Following the unification of the city-states in Assyria and Sumer by Sargon of Akkad into a single empire ruled from his home city circa 2334 BC, common Mesopotamian standards for length, area, volume, weight, and time used by artisan guilds in each city was promulgated by Naram-Sin of Akkad (c. 2254–2218 BC), Sargon's grandson, including those of shekels. Codex Hammurabi Law 234 (c. 1755–1750 BC) stipulated a 2-shekel prevailing wage for each 60-gur (300-bushel) vessel constructed in an employment contract between a shipbuilder and a ship-owner. Law 275 stipulated a ferry rate of 3-gerah per day on a charterparty between a ship charterer and a ship-owner. Law 276 stipulated a 21/2-gerah per day freight rate on a charterparty, while Law 277 stipulated a 1/6-shekel per day freight rate for a 60-gur vessel.

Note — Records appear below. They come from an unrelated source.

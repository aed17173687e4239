//! # spawnkit
//!
//! Thin, predictable wrappers around process execution, meant to be called
//! from a host program. Three independent, stateless operations are exposed:
//!
//! - [`execute_via_shell`]: run a command string through the platform shell,
//!   with full shell interpretation (globbing, pipes, redirection).
//! - [`execute_direct`]: spawn a child from an absolute executable path and a
//!   fixed argument vector, with no shell interpretation and no path search.
//! - [`execute_with_output_redirect`]: like [`execute_direct`], but the
//!   child's standard output is redirected to a file before it starts.
//!
//! Every call is synchronous: the calling thread blocks until the child has
//! terminated and been reaped. There is no timeout or cancellation; a hung
//! child blocks the caller indefinitely. Calls share no state, so concurrent
//! invocations from different threads are safe.
//!
//! Failures are never collapsed into a boolean: each distinct cause maps to
//! its own [`ExecError`] variant so callers can react (or retry) per cause.

pub mod error;
pub mod shell;
pub mod spawn;

pub use error::{ExecError, ExitOutcome};
pub use shell::execute_via_shell;
pub use spawn::{execute_direct, execute_with_output_redirect};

In Roman law the equivalent dichotomy was that between locatio conductio operarum (employment contract) and locatio conductio operis (contract for services).

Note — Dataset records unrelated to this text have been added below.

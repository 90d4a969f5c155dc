
use std::collections::HashMap;
use std::f64::consts::SQRT_2;
use std::fmt::Display;
use std::str::FromStr;
use anyhow::bail;

/// A sparse vector of co-occurrence counts, keyed by word. Absent keys are zero.
pub type SparseVector = HashMap<String, usize>;

// returned when a vector has no length, below every score the measures here produce
const ZERO_VECTOR_SCORE: f64 = -1.0;

fn sum_of_squares(vec: &SparseVector) -> f64 {
    vec.values().map(|x| (*x as f64) * (*x as f64)).sum()
}

/// The l2 norm of `vec`, 0 for an empty vector.
pub fn norm(vec: &SparseVector) -> f64 {
    sum_of_squares(vec).sqrt()
}

fn dot(vec1: &SparseVector, vec2: &SparseVector) -> f64 {

    // iterate the shorter side, keys unique to one side contribute nothing
    let (small, large) = if vec1.len() <= vec2.len() { (vec1, vec2) } else { (vec2, vec1) };
    small
    .iter()
    .filter_map(|(k, v)| large.get(k).map(|w| (*v as f64) * (*w as f64)))
    .sum()
}

/// Cosine similarity between two sparse vectors.
///
/// Returns -1.0 when either vector is empty or all zero, which is lower than any
/// similarity two count vectors can actually have.
pub fn cosine_similarity(vec1: &SparseVector, vec2: &SparseVector) -> f64 {

    let base1 = sum_of_squares(vec1);
    let base2 = sum_of_squares(vec2);
    if base1 == 0.0 || base2 == 0.0 {
        return ZERO_VECTOR_SCORE;
    }

    dot(vec1, vec2) / (base1.sqrt() * base2.sqrt())
}

/// Euclidean distance `d` mapped to `1 / (1 + d)`, so identical vectors score 1 and
/// far apart ones approach 0.
pub fn euclidean_similarity(vec1: &SparseVector, vec2: &SparseVector) -> f64 {

    let mut total = 0.0;
    for (k, v) in vec1 {
        let w = vec2.get(k).copied().unwrap_or(0) as f64;
        total += (*v as f64 - w).powi(2);
    }
    for (k, w) in vec2 {
        if !vec1.contains_key(k) {
            total += (*w as f64).powi(2);
        }
    }
    1.0 / (1.0 + total.sqrt())
}

/// Euclidean distance between the two vectors scaled to unit length, mapped onto [0, 1].
///
/// Unit vectors with non-negative components are at most sqrt(2) apart. Returns -1.0
/// when either vector has no length.
pub fn normalized_euclidean_similarity(vec1: &SparseVector, vec2: &SparseVector) -> f64 {

    let n1 = norm(vec1);
    let n2 = norm(vec2);
    if n1 == 0.0 || n2 == 0.0 {
        return ZERO_VECTOR_SCORE;
    }

    // ||a - b||^2 = ||a||^2 + ||b||^2 - 2 a.b, both sides are unit length here
    let squared = (2.0 - 2.0 * dot(vec1, vec2) / (n1 * n2)).max(0.0);
    1.0 - squared.sqrt() / SQRT_2
}

/// The similarity measures that can be selected by name in the run configuration.
#[derive(Clone, Copy, Debug, PartialEq, Eq)]
pub enum Measure {
    Cosine,
    Euclidean,
    NormalizedEuclidean,
}

impl Measure {

    pub fn score(&self, vec1: &SparseVector, vec2: &SparseVector) -> f64 {
        match self {
            Measure::Cosine => cosine_similarity(vec1, vec2),
            Measure::Euclidean => euclidean_similarity(vec1, vec2),
            Measure::NormalizedEuclidean => normalized_euclidean_similarity(vec1, vec2),
        }
    }
}

impl FromStr for Measure {
    type Err = anyhow::Error;

    fn from_str(s: &str) -> Result<Self, Self::Err> {
        match s {
            "cosine" => Ok(Measure::Cosine),
            "euclidean" => Ok(Measure::Euclidean),
            "normalized_euclidean" => Ok(Measure::NormalizedEuclidean),
            _ => bail!("unrecognized similarity measure {}", s)
        }
    }
}

impl Display for Measure {
    fn fmt(&self, f: &mut std::fmt::Formatter<'_>) -> std::fmt::Result {
        let name = match self {
            Measure::Cosine => "cosine",
            Measure::Euclidean => "euclidean",
            Measure::NormalizedEuclidean => "normalized_euclidean",
        };
        write!(f, "{}", name)
    }
}

mod run;
mod config;
mod cooccurrence;
mod vector;
mod similarity;
mod evaluate;

pub use run::Run;
pub use config::{Config, JsonTypes};
pub use cooccurrence::{Counts, SemanticDescriptors};
pub use vector::{cosine_similarity, euclidean_similarity, normalized_euclidean_similarity, norm, Measure, SparseVector};
pub use similarity::{most_similar_word, Similarity};
pub use evaluate::{evaluate, read_questions, run_similarity_test, Evaluation, Question};

// imports
use crate::vector::SparseVector;

use std::collections::{HashMap, HashSet};
use std::fs::File;
use std::io::{BufReader, Read};
use std::path::Path;
use std::time::Instant;
use anyhow::{Context, Result};
use flate2::read::GzDecoder;
use rayon::prelude::*;
use rayon::ThreadPool;
use tracing::{debug, info, warn};


/// Maps each word to the counts of the words it shared a sentence with.
///
/// Built once from a batch of sentences and read-only afterwards. A word that
/// never shared a sentence with a different word has no entry.
#[derive(Clone, Debug, Default, PartialEq)]
pub struct SemanticDescriptors {
    table: HashMap<String, SparseVector>,
}

impl SemanticDescriptors {

    pub fn build<S: AsRef<[String]>>(sentences: &[S]) -> Self {

        let mut table: HashMap<String, SparseVector> = HashMap::new();

        for sentence in sentences {

            // repeated words within a sentence count as a single co-occurrence
            let unique_words: HashSet<&String> = sentence.as_ref().iter().collect();
            if unique_words.len() < 2 {
                continue
            }

            for word in &unique_words {
                let descriptor = table.entry((*word).to_owned()).or_default();
                for other_word in &unique_words {
                    if other_word != word {
                        let val = descriptor.entry((*other_word).to_owned()).or_insert(0);
                        *val += 1;
                    }
                }
            }
        }

        Self { table }
    }

    pub fn get(&self, word: &str) -> Option<&SparseVector> {
        self.table.get(word)
    }

    pub fn contains(&self, word: &str) -> bool {
        self.table.contains_key(word)
    }

    pub fn len(&self) -> usize {
        self.table.len()
    }

    pub fn is_empty(&self) -> bool {
        self.table.is_empty()
    }

    pub fn iter(&self) -> impl Iterator<Item = (&String, &SparseVector)> {
        self.table.iter()
    }

}


pub struct Counts {}

impl Counts {

    fn read_file(file_path: &Path) -> Result<String> {

        // gzipped corpora are decompressed on the fly, anything else is read as is
        let mut f = BufReader::new(File::open(file_path)?);
        let mut buf: Vec<u8> = Vec::new();
        if file_path.extension().map_or(false, |ext| ext == "gz") {
            GzDecoder::new(f).read_to_end(&mut buf)?;
        } else {
            f.read_to_end(&mut buf)?;
        }

        // latin-1, every byte is its own code point
        Ok(buf.iter().map(|b| *b as char).collect())
    }

    fn normalize(text: &str) -> String {

        // only '.', '!' and '?' end a sentence, the rest of the punctuation we care about
        // separates words
        text
        .to_lowercase()
        .chars()
        .map(|c| match c {
            '-' | ',' | ':' | ';' => ' ',
            '!' | '?' => '.',
            c => c
        })
        .collect()
    }

    /// Splits raw text into sentences of lowercase tokens, dropping empty sentences.
    pub fn parse_text(text: &str) -> Vec<Vec<String>> {

        Counts::normalize(text)
        .split('.')
        .map(Counts::tokenize)
        .filter(|sentence| !sentence.is_empty())
        .collect()
    }

    fn load(file_path: &Path) -> Result<Vec<Vec<String>>> {

        let text = Counts::read_file(file_path)
        .with_context(|| format!("could not read corpus file {}", file_path.display()))?;
        let sentences = Counts::parse_text(&text);
        debug!("{} sentences in {}", sentences.len(), file_path.display());
        Ok(sentences)
    }

    /// Reads every corpus file and collects their sentences, in the order the files were given.
    pub fn load_all<P: AsRef<Path> + Sync>(file_paths: &[P], pool: &ThreadPool) -> Result<Vec<Vec<String>>> {

        let per_file: Vec<Vec<Vec<String>>> = pool.install(|| {
            file_paths
            .par_iter()
            .map(|file_path| Counts::load(file_path.as_ref()))
            .collect::<Result<Vec<_>>>()
        })?;

        Ok(per_file.into_iter().flatten().collect())
    }

    pub fn run<P: AsRef<Path> + Sync>(file_paths: &[P], pool: &ThreadPool) -> Result<SemanticDescriptors> {

        // load sentences from all files, then count co-occurrences once over all of them
        let timer = Instant::now();
        let sentences = Counts::load_all(file_paths, pool)?;
        info!("loaded {} sentences from {} files, took {} ms", sentences.len(), file_paths.len(), timer.elapsed().as_millis());

        let timer = Instant::now();
        let descriptors = SemanticDescriptors::build(&sentences);
        info!("built descriptors for {} words, took {} ms", descriptors.len(), timer.elapsed().as_millis());
        if descriptors.is_empty() {
            warn!("no word shares a sentence with another, every question falls back to its first choice");
        }

        Ok(descriptors)
    }

}


// defines the behavior needed for tokinizing a sentence
trait Tokenizer {
    fn tokenize(sequence: &str) -> Vec<String>;
}

impl Tokenizer for Counts {
    // split on any whitespace, runs of spaces left by punctuation produce no empty tokens.
    // unicode whitespace only, the U+001C..U+001F separators stay inside tokens
    fn tokenize(sequence: &str) -> Vec<String> {
        sequence.split_whitespace().map(|x| x.to_string()).collect()
    }
}
//! The world the monster engine runs against

use bitflags::bitflags;
use serde::{Deserialize, Serialize};

use super::{AiConfig, EngineError};
use crate::dungeon::{can_cross, distance, los, CrossMode, FeatureFlags, Floor, Pos};
use crate::monster::{Bestiary, Direction, Monster, MonsterFlags, MonsterId, MonsterRace, RingTable};
use crate::player::Player;
use crate::rng::GameRng;

bitflags! {
    /// Derived state that must be recomputed by the outer game loop
    #[derive(Debug, Clone, Copy, PartialEq, Eq, Hash, Default)]
    pub struct DirtyFlags: u8 {
        /// Sound and scent fields
        const FLOW = 0x01;
        /// Player's field of view
        const VIEW = 0x02;
        /// Light cast by monsters
        const MON_LITE = 0x04;
        /// Player bonuses (mount changed state)
        const BONUS = 0x08;
        /// Monster recall window
        const MONSTER_RECALL = 0x10;
    }
}

// Manual serde for DirtyFlags
impl Serialize for DirtyFlags {
    fn serialize<S>(&self, serializer: S) -> Result<S::Ok, S::Error>
    where
        S: serde::Serializer,
    {
        self.bits().serialize(serializer)
    }
}

impl<'de> Deserialize<'de> for DirtyFlags {
    fn deserialize<D>(deserializer: D) -> Result<Self, D::Error>
    where
        D: serde::Deserializer<'de>,
    {
        let bits = u8::deserialize(deserializer)?;
        Ok(DirtyFlags::from_bits_truncate(bits))
    }
}

/// Everything one monster turn can read or change
#[derive(Debug, Clone, Serialize, Deserialize)]
pub struct World {
    pub floor: Floor,
    pub player: Player,
    pub bestiary: Bestiary,
    pub rng: GameRng,
    pub config: AiConfig,

    /// Offset rings, built once
    #[serde(skip)]
    pub rings: RingTable,

    /// Game turn counter
    pub turn: u32,

    /// Arena battle: everyone fights everyone, the player only watches
    pub arena: bool,

    /// The current dungeon forbids melee
    pub no_melee: bool,

    pub dirty: DirtyFlags,

    /// Cells whose display must be refreshed
    pub redraw: Vec<Pos>,
}

impl World {
    pub fn new(floor: Floor, player: Player, bestiary: Bestiary, seed: u64) -> Self {
        Self {
            floor,
            player,
            bestiary,
            rng: GameRng::new(seed),
            config: AiConfig::default(),
            rings: RingTable::new(),
            turn: 0,
            arena: false,
            no_melee: false,
            dirty: DirtyFlags::empty(),
            redraw: Vec::new(),
        }
    }

    pub fn race_of(&self, id: MonsterId) -> Result<&MonsterRace, EngineError> {
        let monster = self.floor.monster_or_err(id)?;
        self.bestiary.get_or_err(monster.race)
    }

    /// Place a monster and keep the breeder count current
    pub fn spawn_monster(&mut self, monster: Monster) -> Result<MonsterId, EngineError> {
        let breeds = self.bestiary.get_or_err(monster.race)?.multiplies();
        let id = self.floor.place_monster(monster)?;
        if breeds {
            self.floor.num_repro += 1;
        }
        Ok(id)
    }

    /// Take a monster off the floor, forgetting every reference to it
    pub fn remove_monster(&mut self, id: MonsterId) -> Result<Monster, EngineError> {
        let monster = self.floor.remove_monster(id)?;
        if self
            .bestiary
            .get(monster.race)
            .is_some_and(MonsterRace::multiplies)
        {
            self.floor.num_repro -= 1;
        }
        if self.player.riding == Some(id) {
            self.player.riding = None;
            self.player.riding_pinch = 0;
            self.dirty |= DirtyFlags::BONUS;
        }
        if self.player.riding_target == Some(id) {
            self.player.riding_target = None;
        }
        if self.player.pet_target == Some(id) {
            self.player.pet_target = None;
        }
        self.redraw.push(monster.pos);
        Ok(monster)
    }

    /// Grid distance from the monster to the player
    pub fn player_distance(&self, id: MonsterId) -> Result<i32, EngineError> {
        Ok(distance(self.floor.monster_or_err(id)?.pos, self.player.pos))
    }

    /// The player has line of sight to `pos` within sight range
    pub fn player_can_see(&self, pos: Pos) -> bool {
        distance(self.player.pos, pos) <= self.config.max_sight && los(&self.floor, self.player.pos, pos)
    }

    /// Refresh whether the player can see this monster
    pub fn update_monster_visibility(&mut self, id: MonsterId) {
        let Some(pos) = self.floor.monster(id).map(|m| m.pos) else {
            return;
        };
        let in_view = self.player.riding == Some(id) || self.player_can_see(pos);
        if let Some(monster) = self.floor.monster_mut(id) {
            monster.flags.set(MonsterFlags::IN_VIEW, in_view);
            monster.flags.set(MonsterFlags::VISIBLE, in_view);
        }
    }

    pub fn update_all_visibility(&mut self) {
        for id in self.floor.monster_ids() {
            self.update_monster_visibility(id);
        }
    }

    /// The player falls or is thrown off the mount
    ///
    /// The player lands on the first free neighbouring cell; with none, the
    /// player stays mounted and this returns false.
    pub fn dismount(&mut self) -> bool {
        let Some(mount) = self.player.riding else {
            return false;
        };
        let from = self.player.pos;
        let landing = Direction::SCAN_ORDER.iter().rev().map(|d| d.step(from)).find(|&pos| {
            self.floor.monster_at(pos).is_none()
                && self
                    .floor
                    .feature(pos)
                    .is_some_and(|f| f.has(FeatureFlags::MOVE))
        });
        let Some(landing) = landing else {
            return false;
        };

        self.player.pos = landing;
        self.player.riding = None;
        self.player.riding_pinch = 0;
        self.dirty |= DirtyFlags::BONUS | DirtyFlags::VIEW | DirtyFlags::FLOW;
        self.redraw.push(from);
        self.redraw.push(landing);
        self.update_monster_visibility(mount);
        true
    }

    /// Default offspring placement: a random free neighbour the parent's
    /// race can stand on
    pub fn place_offspring(&mut self, parent: MonsterId) -> Option<MonsterId> {
        let (race_id, pos, allegiance) = {
            let m = self.floor.monster(parent)?;
            (m.race, m.pos, m.allegiance)
        };
        let race = self.bestiary.get(race_id)?.clone();

        let free: Vec<Pos> = Direction::SCAN_ORDER
            .iter()
            .map(|d| d.step(pos))
            .filter(|&cell| {
                cell != self.player.pos
                    && self.floor.monster_at(cell).is_none()
                    && self
                        .floor
                        .feature(cell)
                        .is_some_and(|f| can_cross(f, &race, CrossMode::Free))
            })
            .collect();
        if free.is_empty() {
            return None;
        }
        let cell = free[self.rng.rand_int0(free.len() as i32) as usize];

        let mut child = Monster::new(race_id, cell, race.max_hp);
        child.allegiance = allegiance;
        child.speed = race.speed;
        child.flags |= MonsterFlags::BORN;
        child.parent = None;
        let id = self.spawn_monster(child).ok()?;
        self.update_monster_visibility(id);
        self.redraw.push(cell);
        Some(id)
    }

    /// Snapshot as JSON, for determinism checks and debugging
    ///
    /// Includes the generator position. Map keys are sorted, so equal worlds
    /// give equal strings.
    pub fn snapshot(&self) -> Result<String, EngineError> {
        let value = serde_json::to_value(self).map_err(|e| EngineError::Snapshot(e.to_string()))?;
        serde_json::to_string(&value).map_err(|e| EngineError::Snapshot(e.to_string()))
    }

    /// Rebuild a world from [`World::snapshot`] output
    pub fn from_snapshot(json: &str) -> Result<Self, EngineError> {
        serde_json::from_str(json).map_err(|e| EngineError::Snapshot(e.to_string()))
    }
}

The terminology is complicated by the use of many other sorts of contracts involving one person doing work for another. Instead of being considered an "employee", the individual could be considered a "worker" (which could mean less employment legislation protection) or as having an "employment relationship" (which could mean protection somewhere in between) or a "professional" or a "dependent entrepreneur", and so on. Different countries will take more or less sophisticated, or complicated approaches to the question.

== Employee vs. independent contractor ==
An independent contractor is in business for him or herself providing services to other businesses and does not work for or under an outside authority. Independent contractors are contracted on a temporary basis and paid at the completion of a project upon which their contract will be terminated. An employee works for an organization and is covered by federal and state employment and labor laws, which entitles them to certain benefits such as social security, income tax withholdings, and workers compensation, among others per the United States government (U.S. Department of Health & Human Services, 2018).

== Types of employment ==
Employment contracts define the type of employment, which fall into two categories: at-will employment and for-cause employment.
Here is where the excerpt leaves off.